Stored items
#[cfg(test)]
mod tests {
    use super::*;

    #[test]
    fn test_parse_program() {
        let app = AppView::read_text(
            "# a comment
             library class Ljava/lang/Object; {
               method <init>()V no-side-effects
             }
             interface class LI; {
             }
             class LA; extends LB; implements LI; {
               static final field x I   # trailing comment
               field name Ljava/lang/String;
               method static <clinit>()V {
               block0:
                 v0 = const-string \"a # b\"
                 v1 = const 5
                 sput LA;->x:I v1
                 return
               }
             }",
        )
        .unwrap();
        assert_eq!(app.num_classes(), 3);
        let object = app.definition_for(DexType::OBJECT).unwrap();
        assert!(object.is_library());
        assert_eq!(object.super_type, None);
        assert!(!object.methods[0].optimization_info.may_have_side_effects());

        let a = app.definition_for(DexType::new("LA;")).unwrap();
        assert_eq!(a.super_type, Some(DexType::new("LB;")));
        assert_eq!(a.interfaces, vec![DexType::new("LI;")]);
        assert_eq!(a.fields.len(), 2);
        assert!(a.fields[0].is_static());
        let code = a.methods[0].code.as_ref().unwrap();
        assert_eq!(code.num_instructions(), 4);
        assert_eq!(
            code.instruction(crate::instruction::InstrId(0)).kind,
            InstructionKind::ConstString("a # b".to_string())
        );
        assert!(app.definition_for(DexType::new("LI;")).unwrap().is_interface());
    }

    #[test]
    fn test_method_modifiers_after_keyword() {
        let app = AppView::read_text(
            "class LA; {
               method static <clinit>()V {
               block0:
                 return
               }
               method static native synchronized now()J
               private method final run()V no-side-effects
             }",
        )
        .unwrap();
        let a = app.definition_for(DexType::new("LA;")).unwrap();
        let clinit = a.class_initializer(app.factory()).unwrap();
        assert_eq!(clinit.flags, AccessFlags::STATIC);
        assert!(clinit.code.is_some());
        assert_eq!(
            a.methods[1].flags,
            AccessFlags::STATIC | AccessFlags::NATIVE | AccessFlags::SYNCHRONIZED
        );
        assert_eq!(a.methods[1].reference.name, "now");
        assert_eq!(a.methods[2].flags, AccessFlags::PRIVATE | AccessFlags::FINAL);
        assert!(!a.methods[2].optimization_info.may_have_side_effects());
    }

    #[test]
    fn test_parse_control_flow() {
        let app = AppView::read_text(
            "class LA; {
               method static f(I)I {
               block0:
                 v0 = arg 0
                 switch v0 1:block1 2:block2 default:block3
               block1:
                 v1 = const 10
                 goto block3
               block2:
                 v2 = mul-long v0 v0
                 if-nez v0 block3 block3
               block3:
                 v3 = phi v0 v1 v0 v0
                 return v3
               }
             }",
        )
        .unwrap();
        let method = MethodRef::parse("LA;->f(I)I").unwrap();
        let code = app.method_definition(&method).unwrap().code.as_ref().unwrap();
        assert_eq!(code.num_blocks(), 4);
        assert_eq!(code.block(BlockId(3)).predecessors.len(), 4);
        assert!(code.value(ValueId(3)).is_phi());
    }

    fn error(source: &str) -> ParseError {
        AppView::read_text(source).unwrap_err()
    }

    #[test]
    fn test_syntax_errors_carry_lines() {
        let err = error("class LA; {\n  method static <clinit>()V {\n  block0:\n    v0 = frobnicate v1\n  }\n}");
        assert_eq!(err.line(), 4);
        assert!(err.to_string().contains("frobnicate"));

        let err = error("class LA; {\n  static field x\n}");
        assert_eq!(err.line(), 2);

        let err = error("class LA; {\n  method static <clinit>()V {\n  block0:\n    goto block7\n  }\n}");
        assert_eq!(err.line(), 4);
        assert!(err.to_string().contains("block7"));

        let err = error("class LA; {\n");
        assert!(matches!(err, ParseError::UnexpectedEof { line: 1 }));

        let err = error("class I {\n}");
        assert_eq!(err.line(), 1);
    }

    #[test]
    fn test_duplicate_definitions() {
        let err = error("class LA; {\n}\nclass LA; {\n}");
        assert!(matches!(err, ParseError::DuplicateDefinition { line: 3, .. }));

        let err = error("class LA; {\n  field x I\n  field x I\n}");
        assert!(matches!(err, ParseError::DuplicateDefinition { line: 3, .. }));
    }

    #[test]
    fn test_invalid_code_is_reported() {
        // v1 is used but never defined.
        let err = error(
            "class LA; {
               method static <clinit>()V {
               block0:
                 sput LA;->x:I v1
                 return
               }
             }",
        );
        assert!(matches!(err, ParseError::InvalidCode { line: 2, .. }));

        // Terminator in the middle of a block.
        let err = error(
            "class LA; {
               method static <clinit>()V {
               block0:
                 return
                 v0 = const 1
                 return
               }
             }",
        );
        assert!(matches!(err, ParseError::InvalidCode { .. }));
    }

    #[test]
    fn test_value_definition_rules() {
        let err = error("class LA; {\n method static m()V {\n block0:\n v0 = goto block0\n }\n}");
        assert!(err.to_string().contains("does not define a value"));

        let err = error("class LA; {\n method static m()V {\n block0:\n const 1\n return\n }\n}");
        assert!(err.to_string().contains("must define a value"));

        let err = error("class LA; {\n method static m()V {\n block0:\n v0 = const 1\n v0 = const 2\n return\n }\n}");
        assert_eq!(err.line(), 5);
    }

    #[test]
    fn test_string_escapes() {
        assert_eq!(parse_string_literal(1, r#""a\"b\\c\n""#).unwrap(), "a\"b\\c\n");
        assert!(parse_string_literal(1, "\"unterminated").is_err());
        assert!(parse_string_literal(1, "\"").is_err());
        assert!(parse_string_literal(1, r#""bad\q""#).is_err());
    }

    #[test]
    fn test_strip_comment() {
        assert_eq!(strip_comment("a # b"), "a ");
        assert_eq!(
            strip_comment(r##"v0 = const-string "\"#" # c"##),
            r##"v0 = const-string "\"#" "##
        );
    }
}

* [How to complete this task]: The answer should be the entries, given again without a single difference.

* [Output for this task]:
#[cfg(test)]
mod tests {
    use super::*;

    #[test]
    fn test_parse_program() {
        let app = AppView::read_text(
            "# a comment
             library class Ljava/lang/Object; {
               method <init>()V no-side-effects
             }
             interface class LI; {
             }
             class LA; extends LB; implements LI; {
               static final field x I   # trailing comment
               field name Ljava/lang/String;
               method static <clinit>()V {
               block0:
                 v0 = const-string \"a # b\"
                 v1 = const 5
                 sput LA;->x:I v1
                 return
               }
             }",
        )
        .unwrap();
        assert_eq!(app.num_classes(), 3);
        let object = app.definition_for(DexType::OBJECT).unwrap();
        assert!(object.is_library());
        assert_eq!(object.super_type, None);
        assert!(!object.methods[0].optimization_info.may_have_side_effects());

        let a = app.definition_for(DexType::new("LA;")).unwrap();
        assert_eq!(a.super_type, Some(DexType::new("LB;")));
        assert_eq!(a.interfaces, vec![DexType::new("LI;")]);
        assert_eq!(a.fields.len(), 2);
        assert!(a.fields[0].is_static());
        let code = a.methods[0].code.as_ref().unwrap();
        assert_eq!(code.num_instructions(), 4);
        assert_eq!(
            code.instruction(crate::instruction::InstrId(0)).kind,
            InstructionKind::ConstString("a # b".to_string())
        );
        assert!(app.definition_for(DexType::new("LI;")).unwrap().is_interface());
    }

    #[test]
    fn test_method_modifiers_after_keyword() {
        let app = AppView::read_text(
            "class LA; {
               method static <clinit>()V {
               block0:
                 return
               }
               method static native synchronized now()J
               private method final run()V no-side-effects
             }",
        )
        .unwrap();
        let a = app.definition_for(DexType::new("LA;")).unwrap();
        let clinit = a.class_initializer(app.factory()).unwrap();
        assert_eq!(clinit.flags, AccessFlags::STATIC);
        assert!(clinit.code.is_some());
        assert_eq!(
            a.methods[1].flags,
            AccessFlags::STATIC | AccessFlags::NATIVE | AccessFlags::SYNCHRONIZED
        );
        assert_eq!(a.methods[1].reference.name, "now");
        assert_eq!(a.methods[2].flags, AccessFlags::PRIVATE | AccessFlags::FINAL);
        assert!(!a.methods[2].optimization_info.may_have_side_effects());
    }

    #[test]
    fn test_parse_control_flow() {
        let app = AppView::read_text(
            "class LA; {
               method static f(I)I {
               block0:
                 v0 = arg 0
                 switch v0 1:block1 2:block2 default:block3
               block1:
                 v1 = const 10
                 goto block3
               block2:
                 v2 = mul-long v0 v0
                 if-nez v0 block3 block3
               block3:
                 v3 = phi v0 v1 v0 v0
                 return v3
               }
             }",
        )
        .unwrap();
        let method = MethodRef::parse("LA;->f(I)I").unwrap();
        let code = app.method_definition(&method).unwrap().code.as_ref().unwrap();
        assert_eq!(code.num_blocks(), 4);
        assert_eq!(code.block(BlockId(3)).predecessors.len(), 4);
        assert!(code.value(ValueId(3)).is_phi());
    }

    fn error(source: &str) -> ParseError {
        AppView::read_text(source).unwrap_err()
    }

    #[test]
    fn test_syntax_errors_carry_lines() {
        let err = error("class LA; {\n  method static <clinit>()V {\n  block0:\n    v0 = frobnicate v1\n  }\n}");
        assert_eq!(err.line(), 4);
        assert!(err.to_string().contains("frobnicate"));

        let err = error("class LA; {\n  static field x\n}");
        assert_eq!(err.line(), 2);

        let err = error("class LA; {\n  method static <clinit>()V {\n  block0:\n    goto block7\n  }\n}");
        assert_eq!(err.line(), 4);
        assert!(err.to_string().contains("block7"));

        let err = error("class LA; {\n");
        assert!(matches!(err, ParseError::UnexpectedEof { line: 1 }));

        let err = error("class I {\n}");
        assert_eq!(err.line(), 1);
    }

    #[test]
    fn test_duplicate_definitions() {
        let err = error("class LA; {\n}\nclass LA; {\n}");
        assert!(matches!(err, ParseError::DuplicateDefinition { line: 3, .. }));

        let err = error("class LA; {\n  field x I\n  field x I\n}");
        assert!(matches!(err, ParseError::DuplicateDefinition { line: 3, .. }));
    }

    #[test]
    fn test_invalid_code_is_reported() {
        // v1 is used but never defined.
        let err = error(
            "class LA; {
               method static <clinit>()V {
               block0:
                 sput LA;->x:I v1
                 return
               }
             }",
        );
        assert!(matches!(err, ParseError::InvalidCode { line: 2, .. }));

        // Terminator in the middle of a block.
        let err = error(
            "class LA; {
               method static <clinit>()V {
               block0:
                 return
                 v0 = const 1
                 return
               }
             }",
        );
        assert!(matches!(err, ParseError::InvalidCode { .. }));
    }

    #[test]
    fn test_value_definition_rules() {
        let err = error("class LA; {\n method static m()V {\n block0:\n v0 = goto block0\n }\n}");
        assert!(err.to_string().contains("does not define a value"));

        let err = error("class LA; {\n method static m()V {\n block0:\n const 1\n return\n }\n}");
        assert!(err.to_string().contains("must define a value"));

        let err = error("class LA; {\n method static m()V {\n block0:\n v0 = const 1\n v0 = const 2\n return\n }\n}");
        assert_eq!(err.line(), 5);
    }

    #[test]
    fn test_string_escapes() {
        assert_eq!(parse_string_literal(1, r#""a\"b\\c\n""#).unwrap(), "a\"b\\c\n");
        assert!(parse_string_literal(1, "\"unterminated").is_err());
        assert!(parse_string_literal(1, "\"").is_err());
        assert!(parse_string_literal(1, r#""bad\q""#).is_err());
    }

    #[test]
    fn test_strip_comment() {
        assert_eq!(strip_comment("a # b"), "a ");
        assert_eq!(
            strip_comment(r##"v0 = const-string "\"#" # c"##),
            r##"v0 = const-string "\"#" "##
        );
    }
}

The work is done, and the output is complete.